Editor’s note: As part of the 40th anniversary of McKnight’s, McKnight’s Senior Living and McKnight’s Long-Term Care News are recognizing 40 notable newsmakers. Each week, the brands will highlight a new, high-profile leader from the past four decades. Previously published installments of the series are posted here.

With a background including leadership roles at the National Restaurant Association and America’s Health Insurance Plans, James Balda may not have been the most obvious choice to lead an association representing operators of independent living, assisted living, memory care and continuing care retirement communities.

But when he became president and CEO of Argentum, then known as the Assisted Living Federation of America, in early 2015, he brought with him “fresh eyes,” Argentum Chief Operating Officer Maribeth Bersani said.

“When he first started as CEO, he would ask a simple question about why we were doing something a certain way, and it made us all think about how to answer,” she said. “If the answer was ‘because we have always done it that way,’ it became obvious that maybe it was time for a different approach.”

And it turned out that senior living and the restaurant industries had many similarities, Bersani said. “James had great experience in crisis management in the restaurant world that was very helpful for senior living,” she said.

Brandywine Living President and CEO Brenda Bacon, who chaired the organization’s board when Balda was named to the roles, said certain traits stood out five years ago.

“James may be newer to seniors housing, but his presence, experience and intelligence struck us immediately as attributes that would bring great value to our members,” she said. The board also found Balda’s experience working in “complicated” industries with public and private operators of varying sizes “impressive,” she added.

Over time, the importance of those qualities has been confirmed, Bacon said.

“It is sometimes a thankless job as you navigate many different opinions from people who are used to being leaders of their organizations,” she said. “James listens, processes, figures out the next steps and never, ever, breaks confidences. This leads all of us to trust him in expressing our concerns and viewpoints for the good of the senior living industry.”

Recently, many of the industry’s concerns and viewpoints needing expression have involved the COVID-19 pandemic; the 30-year-old Argentum has been a vocal and assertive advocate for senior living operators, who have not received the same federal help that nursing homes have received to battle COVID, despite having similar needs.

But since Balda’s arrival, Argentum also has worked to implement an ambitious slate of programs designed to elevate the industry by improving employee recruiting and retention, enhancing resident quality of life, highlighting women leaders and, in a move deemed controversial by other associations, developing national standards. Such programs include the new Senior Living Certification Commission and certification programs for assisted living executive directors and senior living sales counselors; the Senior Living Works and Senior Living IQ programs and Senior Living Standards Commission; sponsorship of what is believed to be the first-ever national apprenticeship for nursing assistants and other caregivers in senior living; and the Leadership Advancement & Development program.
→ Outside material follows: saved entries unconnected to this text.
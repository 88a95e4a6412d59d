// Allow some clippy lints that are too pedantic for this project
#![allow(clippy::too_many_arguments)]
#![allow(clippy::needless_range_loop)]
#![allow(clippy::manual_range_contains)]
// Allow unused for tests
#![cfg_attr(test, allow(dead_code))]

//! # docstrata
//!
//! Document structure extraction for rasterized pages.
//!
//! Given a grayscale page image, a set of detected straight-line separators
//! and a set of raw text spans, this crate produces a hierarchical
//! description of the page:
//!
//! ```text
//! Page
//! ├── TitleLevel1 / SectionLevel1
//! │        └── ColumnLevel1
//! │                 └── TitleLevel2 / SectionLevel2
//! │                          └── ColumnLevel2
//! │                                   └── Entry
//! │                                        └── Line
//! ```
//!
//! with the recognized text attached to the lowest-level textual nodes.
//!
//! ## Pipeline
//!
//! - **Deskew**: straighten the page using the average angle of the detected
//!   vertical separators.
//! - **Block segmentation**: recursive projection-profile splitting of the
//!   page into stacked title/section regions and side-by-side columns,
//!   consulting the separator segments to force or suppress splits.
//! - **Line extraction**: directional blurring of each column, local-minimum
//!   seeding and a priority-flood watershed to carve the column into text
//!   line bands.
//! - **Entry grouping**: a two-state Viterbi decoder over per-line indent
//!   features regroups lines into logical entries.
//! - **Text assignment**: an R-tree over text-span centers attaches spans to
//!   titles, entries and lines in reading order.
//!
//! ## Quick Start
//!
//! ```ignore
//! use docstrata::{analyze_page, LayoutConfig, PageInput};
//!
//! # fn main() -> docstrata::Result<()> {
//! let input = PageInput {
//!     image: page_image,       // image::GrayImage from the rasterizer
//!     segments: separators,    // from the line-segment detector
//!     texts: text_spans,       // from OCR or the vector-text extractor
//! };
//! let analysis = analyze_page(input, &LayoutConfig::default(), None)?;
//! println!("{}", serde_json::to_string_pretty(&analysis.document).unwrap());
//! # Ok(())
//! # }
//! ```
//!
//! PDF loading, rasterization, separator detection and OCR are collaborator
//! concerns; this crate starts from their outputs.

#![warn(missing_docs)]

// Error handling
pub mod error;

// Configuration
pub mod config;

// Geometric primitives
pub mod geometry;

// Document tree
pub mod dom;

// Pixel-level filters (directional morphology, blur, reconstruction)
pub mod filters;

// Page straightening
pub mod deskew;

// Resolution handling
pub mod scale;

// Structure extraction
pub mod layout;

// Pipeline orchestration
pub mod pipeline;

pub use config::LayoutConfig;
pub use dom::{DomNode, NodeKind};
pub use error::{Error, Result};
pub use geometry::{Point, Rect, Segment};
pub use pipeline::{analyze_page, PageAnalysis, PageInput, Progress, TextFragment};

/// Label image produced by the watershed transform (0 = waterline/background,
/// positive values = line labels).
pub type LabelImage = image::ImageBuffer<image::Luma<i32>, Vec<i32>>;
//! Working-resolution handling.
//!
//! Pages are processed at roughly 1024 px width. A full-resolution scan
//! (~2048 px) is subsampled by two before segmentation and the results are
//! scaled back afterwards; an already-halved input is processed as-is.

use crate::LabelImage;
use image::GrayImage;

/// Reference width of a full-resolution page scan.
const REFERENCE_WIDTH: f32 = 2048.0;

/// Detect the scale of a page image from its width.
///
/// Scale 0 is a full-resolution scan, scale 1 an image already halved.
/// Returns `None` when the width does not snap to a power-of-two fraction of
/// the reference width.
pub fn detect_scale(width: u32) -> Option<i32> {
    let s = (REFERENCE_WIDTH / width as f32).log2();
    let rs = s.round();
    if (s - rs).abs() > 0.2 {
        None
    } else {
        Some(rs as i32)
    }
}

/// Resolve the working scale for a page, clamping anything unsupported to 0.
pub fn resolve_scale(width: u32) -> i32 {
    match detect_scale(width) {
        None => {
            log::error!("The scale cannot be properly detected. It is set to 0.");
            0
        }
        Some(s) if s != 0 && s != 1 => {
            log::error!("The scale {} is not handled. Running with scale = 0.", s);
            0
        }
        Some(s) => {
            log::info!("Running at scale={}.", s);
            s
        }
    }
}

/// Half-resolution subsampling by 2x2 block averaging.
pub fn subsample(input: &GrayImage) -> GrayImage {
    let (width, height) = input.dimensions();
    let (w, h) = (width / 2, height / 2);

    let mut out = GrayImage::new(w, h);
    for y in 0..h {
        for x in 0..w {
            let (x0, y0) = (2 * x, 2 * y);
            let sum = u32::from(input.get_pixel(x0, y0).0[0])
                + u32::from(input.get_pixel(x0 + 1, y0).0[0])
                + u32::from(input.get_pixel(x0, y0 + 1).0[0])
                + u32::from(input.get_pixel(x0 + 1, y0 + 1).0[0]);
            out.put_pixel(x, y, image::Luma([(sum / 4) as u8]));
        }
    }
    out
}

/// Nearest-neighbor upsampling of a label image to the given domain.
pub fn upsample_labels(input: &LabelImage, width: u32, height: u32) -> LabelImage {
    let (iw, ih) = input.dimensions();
    let sx = iw as f32 / width as f32;
    let sy = ih as f32 / height as f32;

    let mut out = LabelImage::new(width, height);
    for y in 0..height {
        for x in 0..width {
            let lx = ((x as f32 * sx) as u32).min(iw.saturating_sub(1));
            let ly = ((y as f32 * sy) as u32).min(ih.saturating_sub(1));
            out.put_pixel(x, y, *input.get_pixel(lx, ly));
        }
    }
    out
}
Beyond the pandemic, other challenges for the senior living industry include serving members of a population who increasingly have communicated a preference to age in place in their existing homes, as well as finding a way to address the senior housing needs of middle-income individuals. The industry, however, is expected to grow in importance as the oldest baby boomers, now 74, look for their next place to live. Part of Balda’s role at Argentum will be to continue to transform the vision and mission of the organization to address those changes for members and those they serve.